Posted in: Comics | Tagged: bleeding cool, Comics, entertainment
Alan Moore's Jerusalem – Only 600,000 Words Long Now
Recent PR for Alan Moore's new novel Jerusalem that I – amongst others – published included details that seem to have come from his previous novel, Voice Of The Fire. Originally I thought this was because Jerusalem was expanding on the themes of the first book, but it seems that it was a slip of the mouse.
So here's the actual description of Jerusalem, including its length and publishing format. At one point some suggested it would top a million words, but that has been reduced somewhat…
Rich and glorious, JERUSALEM is Moore's most ambitious and best authorial work to date.

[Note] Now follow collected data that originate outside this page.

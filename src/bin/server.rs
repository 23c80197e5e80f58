use log::{error, info, warn};
use std::net::SocketAddr;

use northern_trickle::config::ServerConfig;
use northern_trickle::constants::WS_PATH;
use northern_trickle::core::server::ServerState;
use northern_trickle::handlers::routes;
use northern_trickle::storage::snapshot;
use northern_trickle::storage::AccountRegistry;

#[tokio::main]
async fn main() {
    // Load .env before the logger so RUST_LOG from the file applies
    let dotenv = dotenvy::dotenv();

    // Initialize logging
    env_logger::init();

    match dotenv {
        Ok(path) => info!("Environment variables loaded from {}", path.display()),
        Err(e) => warn!("Failed to load .env file: {}", e),
    };

    let config = match ServerConfig::from_env() {
        Ok(config) => config,
        Err(e) => {
            error!("{}", e);
            std::process::exit(1);
        }
    };

    info!(
        "Configuration: host={}, port={}, db={}, pong_timeout={:?}",
        config.host,
        config.port,
        config.db_path.display(),
        config.pong_timeout
    );

    let accounts = match snapshot::load(&config.db_path).await {
        Ok(accounts) => accounts,
        Err(e) => {
            error!("Failed to load accounts from {}: {}", config.db_path.display(), e);
            std::process::exit(1);
        }
    };
    info!("Loaded {} accounts", accounts.len());

    let registry = AccountRegistry::with_accounts(accounts);
    let db_path = config.db_path.clone();
    let snapshots = snapshot::start_snapshot_task(registry.clone(), db_path.clone(), config.snapshot_interval);

    // Build the server address
    let addr: SocketAddr = match format!("{}:{}", config.host, config.port).parse() {
        Ok(addr) => addr,
        Err(e) => {
            error!("Failed to parse server address: {}", e);
            std::process::exit(1);
        }
    };

    let state = ServerState::start(config, registry.clone());

    let shutdown = async {
        if let Err(e) = tokio::signal::ctrl_c().await {
            error!("Failed to listen for shutdown signal: {}", e);
        }
        info!("Shutdown requested");
    };

    let (bound, server) = match warp::serve(routes(state)).try_bind_with_graceful_shutdown(addr, shutdown) {
        Ok(bound) => bound,
        Err(e) => {
            error!("Failed to bind {}: {}", addr, e);
            std::process::exit(1);
        }
    };

    info!("Starting Northern Trickle server on {} (ws path /{})", bound, WS_PATH);
    server.await;

    snapshots.abort();
    match snapshot::save(&registry, &db_path).await {
        Ok(count) => info!("Saved {} accounts to {}", count, db_path.display()),
        Err(e) => error!("Final snapshot failed: {}", e),
    }
}
//! Periodic snapshot of the account registry to a JSON file
//!
//! The file is rewritten whole on every interval. Writes go to a sibling
//! temporary file first and are renamed into place, so a crash mid-write
//! leaves the previous snapshot intact.

use chrono::{DateTime, Utc};
use log::{debug, error, info};
use serde::{Deserialize, Serialize};
use std::path::{Path, PathBuf};
use std::time::Duration;
use tokio::task::JoinHandle;
use tokio::time::{interval, MissedTickBehavior};

use crate::error::{Result, TrickleError};
use crate::storage::accounts::{Account, AccountRegistry};

#[derive(Debug, Serialize, Deserialize)]
struct SnapshotFile {
    saved_at: DateTime<Utc>,
    accounts: Vec<Account>,
}

/// Load accounts from `path`. A missing file is an empty registry.
pub async fn load(path: &Path) -> Result<Vec<Account>> {
    let data = match tokio::fs::read(path).await {
        Ok(data) => data,
        Err(e) if e.kind() == std::io::ErrorKind::NotFound => {
            info!("No snapshot at {}, starting with an empty registry", path.display());
            return Ok(Vec::new());
        }
        Err(e) => return Err(e.into()),
    };

    let snapshot: SnapshotFile = serde_json::from_slice(&data).map_err(|e| {
        TrickleError::StorageError(format!("corrupt snapshot {}: {}", path.display(), e))
    })?;

    info!(
        "Loaded {} accounts from snapshot taken at {}",
        snapshot.accounts.len(),
        snapshot.saved_at
    );
    Ok(snapshot.accounts)
}

/// Write the current registry contents to `path`
pub async fn save(registry: &AccountRegistry, path: &Path) -> Result<usize> {
    let snapshot = SnapshotFile {
        saved_at: Utc::now(),
        accounts: registry.snapshot().await,
    };
    let data = serde_json::to_vec(&snapshot)
        .map_err(|e| TrickleError::StorageError(format!("failed to encode snapshot: {}", e)))?;

    let tmp = tmp_path(path);
    tokio::fs::write(&tmp, &data).await?;
    tokio::fs::rename(&tmp, path).await?;

    Ok(snapshot.accounts.len())
}

fn tmp_path(path: &Path) -> PathBuf {
    let mut name = path.file_name().map(|n| n.to_os_string()).unwrap_or_default();
    name.push(".tmp");
    path.with_file_name(name)
}

/// Start the background task that snapshots the registry every `period`
pub fn start_snapshot_task(registry: AccountRegistry, path: PathBuf, period: Duration) -> JoinHandle<()> {
    tokio::spawn(async move {
        let mut ticker = interval(period);
        ticker.set_missed_tick_behavior(MissedTickBehavior::Delay);
        // The first tick completes immediately; nothing has changed yet
        ticker.tick().await;

        loop {
            ticker.tick().await;
            match save(&registry, &path).await {
                Ok(count) => debug!("Snapshot of {} accounts written to {}", count, path.display()),
                Err(e) => error!("Failed to write snapshot to {}: {}", path.display(), e),
            }
        }
    })
}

Spirals between memories and tales from Moore's family history, fantasy elements and historical dramatisations from Northampton's past.
Begun in 2008, JERUSALEM has long been speculated on by Moore's fans and the literati – many have been following the book's story for years. At over 600,000 words, JERUSALEM puts itself in the Top 10 largest novels in the English language.
A grandiose tome about his hometown of Northampton, employing an extremely wide variety of styles, including a poem and a play.
In the half a square mile of decay and demolition that was England's Saxon capital, eternity is loitering between the firetrap tower blocks. Embedded in the grubby amber of the district's narrative among its saints, kings, prostitutes, and derelicts a different kind of human time is happening.
An opulent mythology for those without a pot to piss in, through the labyrinthine streets and pages of JERUSALEM tread ghosts that sing of wealth and poverty; of Africa, and hymns, and our threadbare millennium. They discuss English as a visionary language from John Bunyan to James Joyce, hold forth on the illusion of mortality post-Einstein and insist upon the meanest slum as Blake's eternal holy city.
Fierce in its imagining and stupefying in its scope, JERUSALEM is the tale of everything, told from a vanished gutter.
Will be published in an Hardback and three volume paperback in a slipcase. Published in the USA by Liveright.